Seeing Sami’s weak condition and obvious signs of starvation — a big head, a swollen stomach, and swollen feet — a German woman decided to give Sami milk. The woman living on a farm near the camp, often brought food to the SS and Ukrainian guards stationed at the camp. Fortunately for Sami, the woman recognized the signs of starvation displayed across his body.
For Sami, a simple sip of milk at a time when his body was deprived of nourishment was the difference between life and death. By risking her and her family’s lives, she allowed Sami to survive to one day share his story. Never knowing the brave woman’s name, Sami was honored to see a tree honoring unknown heroes of the Righteous Among the Nations at the Yad Va’Shem Holocaust Memorial.
A tribute to the past
Despite being spared from Nazi extermination because of his medical trials, as well as the woman who saved him from starvation, the rest of Sami’s family was not so fortunate. The rest of Sami’s family, with the exception of an uncle who was granted asylum in Shanghai, perished.
By sharing his story to younger generations, Sami wishes to honor his 35 paternal family members murdered by the Nazis, as well as all countless victims who perished or were subject to Nazi medical experimentation.

Pictures of Sami’s perished paternal family members.
“Together we can ensure the past will never be forgotten,” Sami shared to the #WeRemember campaign through the World Jewish Congress for International Holocaust Remembrance Day.
Telling his own story in his own words
Held on Thursday, Feb. 12, an interview was led by the Pascack Hill School JSU (Jewish Student Union) at 11 am. Students, both members and nonmembers of the JSU club, came to hear the inspirational speaker voice his story.
Students, as well as parents, were notified and invited to come by JSU president Eitan Rosenberg. The doors of the auditorium were open to all to experience the opportunity of a lifetime. Sami, a charismatic speaker with a warm and welcoming demeanor, was seen giving out hugs to every person he encountered.

Sami Steigmann hugging student and active member of JSU Club Sophie Mayer
Steigmann, a charismatic speaker with a warm demeanor, was seen greeting attendees with hugs. His presentation was interactive; he frequently asked the audience questions about Holocaust statistics to gauge their knowledge and tailor his points to them.
Within the presentation, Sami took the stage. He enjoyed giving a visual presentation as well as an oral one, allowing himself to interact with the audience by asking them questions. Sami would ask them a question about a statistic of the Holocaust and then speak off their given answer. He enjoyed getting to see how much the audience knew and then based his presentation points off of their prior knowledge.
By the end of the presentation, he made sure that students knew not only his personal story, but all the unsung stories of those who perished in the multitude of Nazi led concentration, death, and internment camps.
“Auschwitz-Birkenau, Treblinka, Bełżec, Sobibór, Chełmno (Kulmhof), Majdanek (Lublin),” Sami urged the audience to repeat, “we must remember all of them.”

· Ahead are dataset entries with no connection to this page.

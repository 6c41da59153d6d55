//! Data structures exchanged over the Mergington HTTP API.

use std::collections::BTreeMap;

use serde::{Deserialize, Serialize};

use crate::id::{ActivityId, ParticipantId};

/// An extracurricular activity and its roster.
#[derive(Serialize, Deserialize, Debug, Clone, PartialEq)]
pub struct Activity {
    pub description: String,
    pub schedule: String,
    /// Advertised capacity. Reported to clients but never enforced on signup.
    pub max_participants: u32,
    /// Enrolled participant emails, in signup order.
    pub participants: Vec<ParticipantId>,
}

impl Activity {
    pub fn new(
        description: impl Into<String>,
        schedule: impl Into<String>,
        max_participants: u32,
    ) -> Self {
        Self {
            description: description.into(),
            schedule: schedule.into(),
            max_participants,
            participants: Vec::new(),
        }
    }

    pub fn with_participants<I, P>(mut self, participants: I) -> Self
    where
        I: IntoIterator<Item = P>,
        P: Into<ParticipantId>,
    {
        for participant in participants {
            self.add_participant(participant.into());
        }
        self
    }

    pub fn has_participant(&self, participant: &ParticipantId) -> bool {
        self.participants.contains(participant)
    }

    /// Appends a participant to the roster.
    ///
    /// Returns `false` and leaves the roster untouched if the participant is
    /// already enrolled.
    pub fn add_participant(&mut self, participant: ParticipantId) -> bool {
        if self.has_participant(&participant) {
            return false;
        }
        self.participants.push(participant);
        true
    }

    /// Removes a participant, keeping the order of the remaining entries.
    ///
    /// Returns `false` if the participant was not enrolled.
    pub fn remove_participant(&mut self, participant: &ParticipantId) -> bool {
        match self.participants.iter().position(|p| p == participant) {
            Some(index) => {
                self.participants.remove(index);
                true
            }
            None => false,
        }
    }
}

/// The full activity directory as returned by `GET /activities`.
pub type ActivityDirectory = BTreeMap<ActivityId, Activity>;

/// Query string accepted by the signup and unregister endpoints.
///
/// `email` is collected as a list so that a missing parameter can be reported
/// as a validation error and a repeated one resolves to its last value.
#[derive(Deserialize, Debug, Clone, Default)]
pub struct SignupQuery {
    #[serde(default)]
    pub email: Vec<String>,
}

impl SignupQuery {
    /// The email to act on: the last `email` given, if any.
    pub fn email(&self) -> Option<&str> {
        self.email.last().map(String::as_str)
    }
}

/// A human readable confirmation.
#[derive(Serialize, Deserialize, Debug, Clone, PartialEq)]
pub struct MessageResponse {
    pub message: String,
}

impl MessageResponse {
    pub fn signed_up(participant: &ParticipantId, activity: &ActivityId) -> Self {
        Self {
            message: format!("Signed up {participant} for {activity}"),
        }
    }

    pub fn unregistered(participant: &ParticipantId, activity: &ActivityId) -> Self {
        Self {
            message: format!("Unregistered {participant} from {activity}"),
        }
    }
}

/// Error body for domain failures, e.g. `{"detail": "Activity not found"}`.
#[derive(Serialize, Deserialize, Debug, Clone, PartialEq)]
pub struct ErrorResponse {
    pub detail: String,
}

/// Error body for request validation failures.
#[derive(Serialize, Deserialize, Debug, Clone, PartialEq)]
pub struct ValidationErrorResponse {
    pub detail: Vec<ValidationIssue>,
}

/// A single invalid or missing request field.
#[derive(Serialize, Deserialize, Debug, Clone, PartialEq)]
pub struct ValidationIssue {
    #[serde(rename = "type")]
    pub kind: String,
    /// Location of the field, e.g. `["query", "email"]`.
    pub loc: Vec<String>,
    pub msg: String,
    /// The offending input, `null` when the field was absent.
    pub input: serde_json::Value,
}

impl ValidationIssue {
    pub fn missing(location: &str, field: &str) -> Self {
        Self {
            kind: "missing".to_string(),
            loc: vec![location.to_string(), field.to_string()],
            msg: "Field required".to_string(),
            input: serde_json::Value::Null,
        }
    }

    /// A request part that could not be parsed at all.
    pub fn unparsable(location: &str, msg: impl Into<String>) -> Self {
        Self {
            kind: "parsing".to_string(),
            loc: vec![location.to_string()],
            msg: msg.into(),
            input: serde_json::Value::Null,
        }
    }
}

#[derive(Serialize, Deserialize, Debug, Clone, PartialEq)]
#[serde(rename_all = "lowercase")]
pub enum HealthStatus {
    Healthy,
}

#[derive(Serialize, Deserialize, Debug, Clone)]
pub struct UptimeInfo {
    pub seconds: i64,
    pub human: String,
}

#[derive(Serialize, Deserialize, Debug, Clone)]
pub struct ServiceInfo {
    pub activities: String,
    pub activity_count: usize,
    pub enrollment_count: usize,
}

#[derive(Serialize, Deserialize, Debug, Clone)]
pub struct HealthResponse {
    pub status: HealthStatus,
    pub timestamp: String,
    pub started_at: String,
    pub uptime: UptimeInfo,
    pub services: ServiceInfo,
}

#[cfg(test)]
mod tests {
    use super::*;

    fn chess() -> Activity {
        Activity::new("Chess", "Fridays", 12)
            .with_participants(["michael@mergington.edu", "daniel@mergington.edu"])
    }

    #[test]
    fn add_participant_appends_in_order() {
        let mut activity = chess();
        assert!(activity.add_participant("zoe@mergington.edu".into()));

        let emails: Vec<&str> = activity.participants.iter().map(|p| p.as_str()).collect();
        assert_eq!(
            emails,
            ["michael@mergington.edu", "daniel@mergington.edu", "zoe@mergington.edu"]
        );
    }

    #[test]
    fn add_participant_rejects_duplicates() {
        let mut activity = chess();
        assert!(!activity.add_participant("daniel@mergington.edu".into()));
        assert_eq!(activity.participants.len(), 2);
    }

    #[test]
    fn with_participants_skips_duplicates() {
        let activity = Activity::new("Chess", "Fridays", 12)
            .with_participants(["a@mergington.edu", "a@mergington.edu"]);
        assert_eq!(activity.participants.len(), 1);
    }

    #[test]
    fn remove_participant_preserves_order() {
        let mut activity = chess().with_participants(["zoe@mergington.edu"]);
        assert!(activity.remove_participant(&"daniel@mergington.edu".into()));

        let emails: Vec<&str> = activity.participants.iter().map(|p| p.as_str()).collect();
        assert_eq!(emails, ["michael@mergington.edu", "zoe@mergington.edu"]);
    }

    #[test]
    fn remove_missing_participant_is_noop() {
        let mut activity = chess();
        assert!(!activity.remove_participant(&"nobody@mergington.edu".into()));
        assert_eq!(activity, chess());
    }

    #[test]
    fn activity_serializes_four_fields() {
        let value = serde_json::to_value(chess()).unwrap();
        let mut keys: Vec<&str> = value.as_object().unwrap().keys().map(String::as_str).collect();
        keys.sort();
        assert_eq!(
            keys,
            ["description", "max_participants", "participants", "schedule"]
        );
        assert_eq!(value["participants"][0], "michael@mergington.edu");
    }

    #[test]
    fn messages_reference_email_and_activity() {
        let participant: ParticipantId = "newstudent@mergington.edu".into();
        let activity: ActivityId = "Chess Club".into();

        assert_eq!(
            MessageResponse::signed_up(&participant, &activity).message,
            "Signed up newstudent@mergington.edu for Chess Club"
        );
        assert_eq!(
            MessageResponse::unregistered(&participant, &activity).message,
            "Unregistered newstudent@mergington.edu from Chess Club"
        );
    }

    #[test]
    fn missing_field_issue_shape() {
        let body = ValidationErrorResponse {
            detail: vec![ValidationIssue::missing("query", "email")],
        };
        let value = serde_json::to_value(body).unwrap();
        assert_eq!(
            value,
            serde_json::json!({
                "detail": [{
                    "type": "missing",
                    "loc": ["query", "email"],
                    "msg": "Field required",
                    "input": null
                }]
            })
        );
    }

    #[test]
    fn signup_query_takes_last_email() {
        let query = SignupQuery {
            email: vec!["a@mergington.edu".to_string(), "b@mergington.edu".to_string()],
        };
        assert_eq!(query.email(), Some("b@mergington.edu"));
        assert_eq!(SignupQuery::default().email(), None);
    }
}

In relation to troubles of the future, Sami made sure the students, as they were the younger generation, knew their responsibility of fighting for justice and equality. He insisted on engraving statistics into the students minds of the Holocaust so that he hopes educated students will never let an atrocity like this happen again.
“At each stage [of the Holocaust], people knew about it, but they were silent,” Sami warns, “But as young people, it is your responsibility to oppose hatred as this shown.”
Through his interactive lesson, Sami stressed the importance of holocaust education in relation to modern times. However, he refused to let the atrocities dampen the mood of the address, as well as his life.
As evidenced by his life after facing the unimaginable, Sami has chosen to live by a motto. At the end of the presentation, he told students, “I am not what happened to me, I am what I choose to be.”